TASK OBJECTIVE :: Repeat the data below word for word.

Stored items from a collection
===

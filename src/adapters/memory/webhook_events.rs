//! In-memory webhook event ledger.

use std::collections::HashMap;

use async_trait::async_trait;
use tokio::sync::RwLock;

use crate::domain::billing::{ClaimOutcome, WebhookEventRecord, WebhookEventStatus};
use crate::domain::foundation::{DomainError, ErrorCode, Timestamp};
use crate::ports::WebhookEventRepository;

/// In-memory implementation of `WebhookEventRepository`.
///
/// The claim check-and-insert happens under one write lock, which gives
/// the same first-writer-wins behaviour as the database primary key.
#[derive(Default)]
pub struct InMemoryWebhookEventRepository {
    records: RwLock<HashMap<String, WebhookEventRecord>>,
}

impl InMemoryWebhookEventRepository {
    pub fn new() -> Self {
        Self::default()
    }

    /// Inserts a row as-is. Useful for seeding retention tests.
    pub async fn insert_record(&self, record: WebhookEventRecord) {
        self.records
            .write()
            .await
            .insert(record.event_id.clone(), record);
    }

    pub async fn len(&self) -> usize {
        self.records.read().await.len()
    }

    pub async fn is_empty(&self) -> bool {
        self.records.read().await.is_empty()
    }
}

fn not_found(event_id: &str) -> DomainError {
    DomainError::new(
        ErrorCode::WebhookEventNotFound,
        format!("No webhook event claimed for {}", event_id),
    )
}

fn transition_error(event_id: &str, err: impl std::fmt::Display) -> DomainError {
    DomainError::new(ErrorCode::InvalidStateTransition, err.to_string())
        .with_detail("event_id", event_id)
}

#[async_trait]
impl WebhookEventRepository for InMemoryWebhookEventRepository {
    async fn try_claim(&self, event_id: &str, event_type: &str) -> Result<ClaimOutcome, DomainError> {
        let mut records = self.records.write().await;
        if let Some(existing) = records.get(event_id) {
            return Ok(ClaimOutcome::Duplicate(existing.status));
        }
        records.insert(
            event_id.to_string(),
            WebhookEventRecord::claimed(event_id, event_type, Timestamp::now()),
        );
        Ok(ClaimOutcome::Claimed)
    }

    async fn mark_processed(&self, event_id: &str) -> Result<(), DomainError> {
        let mut records = self.records.write().await;
        let record = records.get_mut(event_id).ok_or_else(|| not_found(event_id))?;
        record
            .complete(Timestamp::now())
            .map_err(|e| transition_error(event_id, e))
    }

    async fn mark_failed(&self, event_id: &str, error: &str) -> Result<(), DomainError> {
        let mut records = self.records.write().await;
        let record = records.get_mut(event_id).ok_or_else(|| not_found(event_id))?;
        record
            .fail(error, Timestamp::now())
            .map_err(|e| transition_error(event_id, e))
    }

    async fn find_by_event_id(&self, event_id: &str) -> Result<Option<WebhookEventRecord>, DomainError> {
        Ok(self.records.read().await.get(event_id).cloned())
    }

    async fn delete_processed_before(&self, cutoff: Timestamp) -> Result<u64, DomainError> {
        let mut records = self.records.write().await;
        let before = records.len();
        records.retain(|_, r| {
            let expired = r.status == WebhookEventStatus::Processed
                && r.processed_at.map_or(false, |at| at.is_before(&cutoff));
            !expired
        });
        Ok((before - records.len()) as u64)
    }
}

===

EXPECTED ANSWER ::
filename src/adapters/memory/webhook_events.rs
//! In-memory webhook event ledger.

use std::collections::HashMap;

use async_trait::async_trait;
use tokio::sync::RwLock;

use crate::domain::billing::{ClaimOutcome, WebhookEventRecord, WebhookEventStatus};
use crate::domain::foundation::{DomainError, ErrorCode, Timestamp};
use crate::ports::WebhookEventRepository;

/// In-memory implementation of `WebhookEventRepository`.
///
/// The claim check-and-insert happens under one write lock, which gives
/// the same first-writer-wins behaviour as the database primary key.
#[derive(Default)]
pub struct InMemoryWebhookEventRepository {
    records: RwLock<HashMap<String, WebhookEventRecord>>,
}

impl InMemoryWebhookEventRepository {
    pub fn new() -> Self {
        Self::default()
    }

    /// Inserts a row as-is. Useful for seeding retention tests.
    pub async fn insert_record(&self, record: WebhookEventRecord) {
        self.records
            .write()
            .await
            .insert(record.event_id.clone(), record);
    }

    pub async fn len(&self) -> usize {
        self.records.read().await.len()
    }

    pub async fn is_empty(&self) -> bool {
        self.records.read().await.is_empty()
    }
}

fn not_found(event_id: &str) -> DomainError {
    DomainError::new(
        ErrorCode::WebhookEventNotFound,
        format!("No webhook event claimed for {}", event_id),
    )
}

fn transition_error(event_id: &str, err: impl std::fmt::Display) -> DomainError {
    DomainError::new(ErrorCode::InvalidStateTransition, err.to_string())
        .with_detail("event_id", event_id)
}

#[async_trait]
impl WebhookEventRepository for InMemoryWebhookEventRepository {
    async fn try_claim(&self, event_id: &str, event_type: &str) -> Result<ClaimOutcome, DomainError> {
        let mut records = self.records.write().await;
        if let Some(existing) = records.get(event_id) {
            return Ok(ClaimOutcome::Duplicate(existing.status));
        }
        records.insert(
            event_id.to_string(),
            WebhookEventRecord::claimed(event_id, event_type, Timestamp::now()),
        );
        Ok(ClaimOutcome::Claimed)
    }

    async fn mark_processed(&self, event_id: &str) -> Result<(), DomainError> {
        let mut records = self.records.write().await;
        let record = records.get_mut(event_id).ok_or_else(|| not_found(event_id))?;
        record
            .complete(Timestamp::now())
            .map_err(|e| transition_error(event_id, e))
    }

    async fn mark_failed(&self, event_id: &str, error: &str) -> Result<(), DomainError> {
        let mut records = self.records.write().await;
        let record = records.get_mut(event_id).ok_or_else(|| not_found(event_id))?;
        record
            .fail(error, Timestamp::now())
            .map_err(|e| transition_error(event_id, e))
    }

    async fn find_by_event_id(&self, event_id: &str) -> Result<Option<WebhookEventRecord>, DomainError> {
        Ok(self.records.read().await.get(event_id).cloned())
    }

    async fn delete_processed_before(&self, cutoff: Timestamp) -> Result<u64, DomainError> {
        let mut records = self.records.write().await;
        let before = records.len();
        records.retain(|_, r| {
            let expired = r.status == WebhookEventStatus::Processed
                && r.processed_at.map_or(false, |at| at.is_before(&cutoff));
            !expired
        });
        Ok((before - records.len()) as u64)
    }
}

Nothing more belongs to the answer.